#### WHAT TO WORK ON
Whenever a line of the records below contains the word "template", copy that line.
%%
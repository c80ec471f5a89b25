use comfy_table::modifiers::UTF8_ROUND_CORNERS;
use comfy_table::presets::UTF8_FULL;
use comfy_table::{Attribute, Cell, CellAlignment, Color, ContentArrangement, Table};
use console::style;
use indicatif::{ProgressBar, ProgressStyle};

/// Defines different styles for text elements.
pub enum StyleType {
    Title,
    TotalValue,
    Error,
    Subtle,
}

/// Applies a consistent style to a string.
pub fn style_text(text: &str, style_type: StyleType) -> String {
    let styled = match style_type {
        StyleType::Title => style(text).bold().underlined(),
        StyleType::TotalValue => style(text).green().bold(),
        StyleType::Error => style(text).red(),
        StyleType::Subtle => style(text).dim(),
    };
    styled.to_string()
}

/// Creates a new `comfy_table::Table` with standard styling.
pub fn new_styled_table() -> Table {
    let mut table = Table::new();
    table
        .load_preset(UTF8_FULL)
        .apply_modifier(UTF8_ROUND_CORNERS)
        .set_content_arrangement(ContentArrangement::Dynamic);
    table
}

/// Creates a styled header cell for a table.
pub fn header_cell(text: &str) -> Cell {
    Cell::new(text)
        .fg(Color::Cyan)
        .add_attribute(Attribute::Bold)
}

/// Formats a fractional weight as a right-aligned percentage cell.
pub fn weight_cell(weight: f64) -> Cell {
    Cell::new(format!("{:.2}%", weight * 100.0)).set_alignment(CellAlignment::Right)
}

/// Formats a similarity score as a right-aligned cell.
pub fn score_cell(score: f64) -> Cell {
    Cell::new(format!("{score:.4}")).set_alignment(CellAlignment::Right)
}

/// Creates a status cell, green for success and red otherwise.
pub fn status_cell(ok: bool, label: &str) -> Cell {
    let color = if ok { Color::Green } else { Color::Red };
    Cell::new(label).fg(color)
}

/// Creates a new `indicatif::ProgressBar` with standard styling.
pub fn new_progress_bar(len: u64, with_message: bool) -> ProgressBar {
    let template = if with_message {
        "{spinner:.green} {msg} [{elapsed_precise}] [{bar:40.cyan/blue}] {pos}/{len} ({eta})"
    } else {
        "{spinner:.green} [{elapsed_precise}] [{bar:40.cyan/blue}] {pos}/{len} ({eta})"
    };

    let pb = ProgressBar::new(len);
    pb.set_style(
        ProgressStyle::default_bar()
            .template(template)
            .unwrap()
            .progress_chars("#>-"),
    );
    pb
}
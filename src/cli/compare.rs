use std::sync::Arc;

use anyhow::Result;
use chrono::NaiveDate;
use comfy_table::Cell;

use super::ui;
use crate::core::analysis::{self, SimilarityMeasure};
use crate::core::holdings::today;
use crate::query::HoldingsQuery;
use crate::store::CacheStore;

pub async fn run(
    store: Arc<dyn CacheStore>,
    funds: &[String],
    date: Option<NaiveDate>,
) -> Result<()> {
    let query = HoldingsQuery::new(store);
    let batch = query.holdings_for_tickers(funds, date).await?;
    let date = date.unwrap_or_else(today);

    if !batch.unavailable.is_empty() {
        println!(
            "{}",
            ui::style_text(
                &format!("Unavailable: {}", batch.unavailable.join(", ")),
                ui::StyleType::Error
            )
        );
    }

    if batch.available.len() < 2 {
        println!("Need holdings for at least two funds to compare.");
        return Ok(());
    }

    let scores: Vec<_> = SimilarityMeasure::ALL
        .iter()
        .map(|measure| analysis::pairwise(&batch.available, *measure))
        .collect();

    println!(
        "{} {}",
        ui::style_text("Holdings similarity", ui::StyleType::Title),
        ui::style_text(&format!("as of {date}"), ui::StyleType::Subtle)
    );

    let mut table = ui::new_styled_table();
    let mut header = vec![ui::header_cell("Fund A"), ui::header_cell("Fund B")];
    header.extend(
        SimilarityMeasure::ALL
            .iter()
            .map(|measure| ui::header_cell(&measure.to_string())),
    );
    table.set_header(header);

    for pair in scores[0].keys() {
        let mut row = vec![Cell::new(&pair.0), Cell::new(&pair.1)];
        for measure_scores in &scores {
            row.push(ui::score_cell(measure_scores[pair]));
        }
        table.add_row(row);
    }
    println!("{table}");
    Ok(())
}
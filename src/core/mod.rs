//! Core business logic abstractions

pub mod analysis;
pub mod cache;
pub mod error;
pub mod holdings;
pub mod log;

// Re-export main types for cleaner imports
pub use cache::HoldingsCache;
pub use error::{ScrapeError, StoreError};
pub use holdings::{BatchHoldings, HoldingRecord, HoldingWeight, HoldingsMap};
%%
%%
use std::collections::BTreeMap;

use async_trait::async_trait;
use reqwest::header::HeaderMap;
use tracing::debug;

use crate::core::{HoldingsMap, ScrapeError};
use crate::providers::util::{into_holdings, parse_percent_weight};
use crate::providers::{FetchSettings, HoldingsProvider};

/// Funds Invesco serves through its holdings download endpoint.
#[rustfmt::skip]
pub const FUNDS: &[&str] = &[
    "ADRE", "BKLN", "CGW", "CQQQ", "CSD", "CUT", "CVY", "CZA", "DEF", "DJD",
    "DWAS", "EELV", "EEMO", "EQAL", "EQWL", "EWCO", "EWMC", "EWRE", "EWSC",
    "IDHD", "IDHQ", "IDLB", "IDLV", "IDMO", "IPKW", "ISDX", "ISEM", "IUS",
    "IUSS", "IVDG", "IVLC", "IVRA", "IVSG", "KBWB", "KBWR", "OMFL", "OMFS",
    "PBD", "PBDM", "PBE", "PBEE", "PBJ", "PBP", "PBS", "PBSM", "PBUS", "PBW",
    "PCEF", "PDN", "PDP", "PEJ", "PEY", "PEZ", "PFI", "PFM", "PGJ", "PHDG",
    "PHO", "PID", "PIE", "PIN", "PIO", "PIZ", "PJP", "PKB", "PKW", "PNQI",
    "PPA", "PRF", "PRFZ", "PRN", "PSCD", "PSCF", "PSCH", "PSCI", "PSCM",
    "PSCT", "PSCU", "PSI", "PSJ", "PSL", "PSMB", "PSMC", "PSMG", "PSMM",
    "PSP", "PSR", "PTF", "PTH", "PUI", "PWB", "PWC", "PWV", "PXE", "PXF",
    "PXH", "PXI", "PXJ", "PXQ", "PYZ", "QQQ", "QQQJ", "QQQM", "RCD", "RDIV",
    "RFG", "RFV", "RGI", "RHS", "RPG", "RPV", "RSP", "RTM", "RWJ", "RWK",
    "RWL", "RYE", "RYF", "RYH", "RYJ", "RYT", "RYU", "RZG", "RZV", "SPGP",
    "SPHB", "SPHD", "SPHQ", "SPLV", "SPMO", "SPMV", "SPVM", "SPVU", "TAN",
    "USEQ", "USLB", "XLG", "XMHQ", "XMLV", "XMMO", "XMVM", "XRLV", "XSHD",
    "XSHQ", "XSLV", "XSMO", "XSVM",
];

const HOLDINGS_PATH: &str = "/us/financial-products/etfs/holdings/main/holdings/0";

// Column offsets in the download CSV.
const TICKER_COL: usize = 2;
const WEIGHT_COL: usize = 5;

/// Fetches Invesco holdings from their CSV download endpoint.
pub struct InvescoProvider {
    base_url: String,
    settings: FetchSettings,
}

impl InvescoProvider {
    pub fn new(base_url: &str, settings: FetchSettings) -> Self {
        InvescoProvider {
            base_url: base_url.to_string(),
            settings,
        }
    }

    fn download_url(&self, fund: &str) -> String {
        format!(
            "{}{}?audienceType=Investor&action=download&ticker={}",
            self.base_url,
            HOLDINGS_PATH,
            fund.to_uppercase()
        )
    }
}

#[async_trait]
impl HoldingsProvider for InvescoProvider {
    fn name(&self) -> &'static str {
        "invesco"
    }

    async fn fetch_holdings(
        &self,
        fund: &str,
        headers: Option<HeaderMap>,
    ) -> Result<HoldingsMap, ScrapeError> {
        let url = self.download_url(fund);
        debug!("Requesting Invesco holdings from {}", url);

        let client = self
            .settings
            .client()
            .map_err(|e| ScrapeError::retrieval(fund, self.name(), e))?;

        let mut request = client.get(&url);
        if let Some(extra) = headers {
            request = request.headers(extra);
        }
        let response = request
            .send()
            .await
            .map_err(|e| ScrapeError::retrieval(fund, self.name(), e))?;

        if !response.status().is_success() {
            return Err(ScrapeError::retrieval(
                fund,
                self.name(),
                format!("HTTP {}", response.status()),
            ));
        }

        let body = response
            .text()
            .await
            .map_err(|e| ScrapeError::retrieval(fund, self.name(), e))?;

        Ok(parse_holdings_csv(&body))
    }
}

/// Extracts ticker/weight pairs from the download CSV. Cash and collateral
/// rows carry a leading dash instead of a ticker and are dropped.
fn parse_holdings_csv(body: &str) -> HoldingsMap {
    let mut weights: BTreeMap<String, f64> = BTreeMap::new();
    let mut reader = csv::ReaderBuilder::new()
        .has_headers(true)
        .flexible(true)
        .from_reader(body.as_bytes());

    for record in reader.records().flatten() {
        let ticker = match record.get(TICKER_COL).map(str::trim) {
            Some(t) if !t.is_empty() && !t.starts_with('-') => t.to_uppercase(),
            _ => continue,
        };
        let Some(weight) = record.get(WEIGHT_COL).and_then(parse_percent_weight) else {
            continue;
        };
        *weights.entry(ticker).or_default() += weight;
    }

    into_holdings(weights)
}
%%
#### ANSWER SECTION
    let template = if with_message {
            .template(template)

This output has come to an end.